[Requirement]: The word "filter" marks the lines you need; copy each of them from the data.

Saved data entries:
+ + + + + + +

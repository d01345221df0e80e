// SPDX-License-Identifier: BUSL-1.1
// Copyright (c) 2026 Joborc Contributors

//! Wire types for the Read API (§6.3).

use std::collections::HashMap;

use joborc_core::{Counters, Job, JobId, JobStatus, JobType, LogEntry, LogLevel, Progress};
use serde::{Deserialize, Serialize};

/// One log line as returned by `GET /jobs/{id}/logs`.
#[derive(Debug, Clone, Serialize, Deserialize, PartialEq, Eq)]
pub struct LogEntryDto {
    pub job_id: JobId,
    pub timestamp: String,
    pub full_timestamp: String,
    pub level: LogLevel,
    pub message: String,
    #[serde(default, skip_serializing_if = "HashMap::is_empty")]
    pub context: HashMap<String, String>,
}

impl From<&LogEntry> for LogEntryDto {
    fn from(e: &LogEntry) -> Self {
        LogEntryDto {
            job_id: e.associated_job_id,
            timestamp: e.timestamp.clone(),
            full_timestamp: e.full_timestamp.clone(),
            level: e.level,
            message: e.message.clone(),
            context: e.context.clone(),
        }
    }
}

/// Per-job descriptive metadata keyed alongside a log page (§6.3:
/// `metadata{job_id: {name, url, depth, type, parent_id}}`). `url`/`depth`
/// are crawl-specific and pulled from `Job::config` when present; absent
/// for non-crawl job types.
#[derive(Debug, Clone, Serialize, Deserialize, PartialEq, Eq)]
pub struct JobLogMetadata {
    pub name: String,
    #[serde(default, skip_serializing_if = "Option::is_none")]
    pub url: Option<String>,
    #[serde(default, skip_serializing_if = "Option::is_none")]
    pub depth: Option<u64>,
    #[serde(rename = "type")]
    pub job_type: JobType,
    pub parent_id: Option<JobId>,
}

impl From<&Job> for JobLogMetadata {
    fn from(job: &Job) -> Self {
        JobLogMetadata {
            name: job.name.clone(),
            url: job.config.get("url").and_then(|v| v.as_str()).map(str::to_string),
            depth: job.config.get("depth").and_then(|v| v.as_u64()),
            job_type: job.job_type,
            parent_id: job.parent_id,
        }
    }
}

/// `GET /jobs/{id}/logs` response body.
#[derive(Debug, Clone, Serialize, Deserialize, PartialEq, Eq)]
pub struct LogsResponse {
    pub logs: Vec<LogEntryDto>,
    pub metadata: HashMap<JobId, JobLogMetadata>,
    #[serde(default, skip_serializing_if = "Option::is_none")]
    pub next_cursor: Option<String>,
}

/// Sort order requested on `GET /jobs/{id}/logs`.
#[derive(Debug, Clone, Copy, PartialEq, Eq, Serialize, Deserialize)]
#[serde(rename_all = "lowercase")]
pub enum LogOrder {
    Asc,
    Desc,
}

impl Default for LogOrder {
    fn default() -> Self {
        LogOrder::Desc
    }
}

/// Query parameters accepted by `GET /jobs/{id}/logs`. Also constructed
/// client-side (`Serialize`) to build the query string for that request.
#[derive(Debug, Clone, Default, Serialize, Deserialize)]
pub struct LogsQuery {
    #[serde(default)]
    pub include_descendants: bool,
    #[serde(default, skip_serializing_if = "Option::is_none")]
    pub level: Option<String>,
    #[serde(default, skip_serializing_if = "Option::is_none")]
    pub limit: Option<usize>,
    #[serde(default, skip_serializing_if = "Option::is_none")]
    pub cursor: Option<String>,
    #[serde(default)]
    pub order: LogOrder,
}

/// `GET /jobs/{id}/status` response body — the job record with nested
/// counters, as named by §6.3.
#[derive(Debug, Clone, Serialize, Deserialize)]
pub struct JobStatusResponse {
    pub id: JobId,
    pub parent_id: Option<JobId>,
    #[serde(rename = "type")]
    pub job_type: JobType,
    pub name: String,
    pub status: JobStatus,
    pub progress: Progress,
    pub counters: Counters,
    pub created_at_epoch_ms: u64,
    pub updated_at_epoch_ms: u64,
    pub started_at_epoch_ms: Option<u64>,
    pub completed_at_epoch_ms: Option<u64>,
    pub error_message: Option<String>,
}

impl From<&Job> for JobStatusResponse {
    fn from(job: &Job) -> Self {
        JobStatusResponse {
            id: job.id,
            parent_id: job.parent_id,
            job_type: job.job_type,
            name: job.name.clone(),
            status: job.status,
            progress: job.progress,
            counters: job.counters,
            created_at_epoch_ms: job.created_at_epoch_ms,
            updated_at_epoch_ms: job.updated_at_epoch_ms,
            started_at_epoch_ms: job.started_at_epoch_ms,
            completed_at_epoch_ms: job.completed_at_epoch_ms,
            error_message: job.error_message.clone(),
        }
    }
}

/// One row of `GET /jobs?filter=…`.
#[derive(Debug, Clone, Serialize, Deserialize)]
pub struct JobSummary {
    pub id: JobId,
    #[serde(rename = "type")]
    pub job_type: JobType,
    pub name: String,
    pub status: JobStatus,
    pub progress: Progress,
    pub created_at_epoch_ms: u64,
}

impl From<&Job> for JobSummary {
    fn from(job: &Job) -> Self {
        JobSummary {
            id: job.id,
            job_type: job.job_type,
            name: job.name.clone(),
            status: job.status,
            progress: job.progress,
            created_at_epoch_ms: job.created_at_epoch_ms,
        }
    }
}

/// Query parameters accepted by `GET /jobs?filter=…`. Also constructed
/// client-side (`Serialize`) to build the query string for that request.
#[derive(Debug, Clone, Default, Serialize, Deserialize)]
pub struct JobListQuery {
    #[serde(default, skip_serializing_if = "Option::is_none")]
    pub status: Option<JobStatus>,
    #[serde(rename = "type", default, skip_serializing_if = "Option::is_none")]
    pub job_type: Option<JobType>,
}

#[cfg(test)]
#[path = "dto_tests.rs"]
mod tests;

+ + + + + + +

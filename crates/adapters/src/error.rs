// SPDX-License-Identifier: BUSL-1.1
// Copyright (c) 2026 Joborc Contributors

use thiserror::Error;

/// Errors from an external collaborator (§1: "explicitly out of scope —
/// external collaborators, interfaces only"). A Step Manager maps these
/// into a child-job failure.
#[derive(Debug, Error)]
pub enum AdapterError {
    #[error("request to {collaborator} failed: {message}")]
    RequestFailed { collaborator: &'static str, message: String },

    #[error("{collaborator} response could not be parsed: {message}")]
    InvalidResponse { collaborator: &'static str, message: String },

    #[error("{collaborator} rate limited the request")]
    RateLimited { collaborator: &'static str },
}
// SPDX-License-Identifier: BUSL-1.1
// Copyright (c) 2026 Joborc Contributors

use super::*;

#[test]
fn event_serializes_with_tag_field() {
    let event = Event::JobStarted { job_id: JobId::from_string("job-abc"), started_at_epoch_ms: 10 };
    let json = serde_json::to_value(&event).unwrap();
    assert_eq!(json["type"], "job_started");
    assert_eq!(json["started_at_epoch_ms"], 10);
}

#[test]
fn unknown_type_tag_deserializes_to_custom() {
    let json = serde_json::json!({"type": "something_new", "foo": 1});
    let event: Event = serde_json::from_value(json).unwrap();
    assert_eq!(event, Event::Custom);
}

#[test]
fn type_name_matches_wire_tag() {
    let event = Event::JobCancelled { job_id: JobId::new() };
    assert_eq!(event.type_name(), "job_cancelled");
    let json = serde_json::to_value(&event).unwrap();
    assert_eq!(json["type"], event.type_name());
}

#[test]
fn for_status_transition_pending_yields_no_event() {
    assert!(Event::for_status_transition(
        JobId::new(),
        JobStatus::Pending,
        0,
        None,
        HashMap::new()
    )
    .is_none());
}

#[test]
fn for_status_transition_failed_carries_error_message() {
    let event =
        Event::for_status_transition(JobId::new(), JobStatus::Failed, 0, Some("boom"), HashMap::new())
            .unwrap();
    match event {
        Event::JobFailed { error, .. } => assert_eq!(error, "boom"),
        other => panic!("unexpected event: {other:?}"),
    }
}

+ + + + + + +

[Answer for the task]:
/// One row of `GET /jobs?filter=…`.
/// Query parameters accepted by `GET /jobs?filter=…`. Also constructed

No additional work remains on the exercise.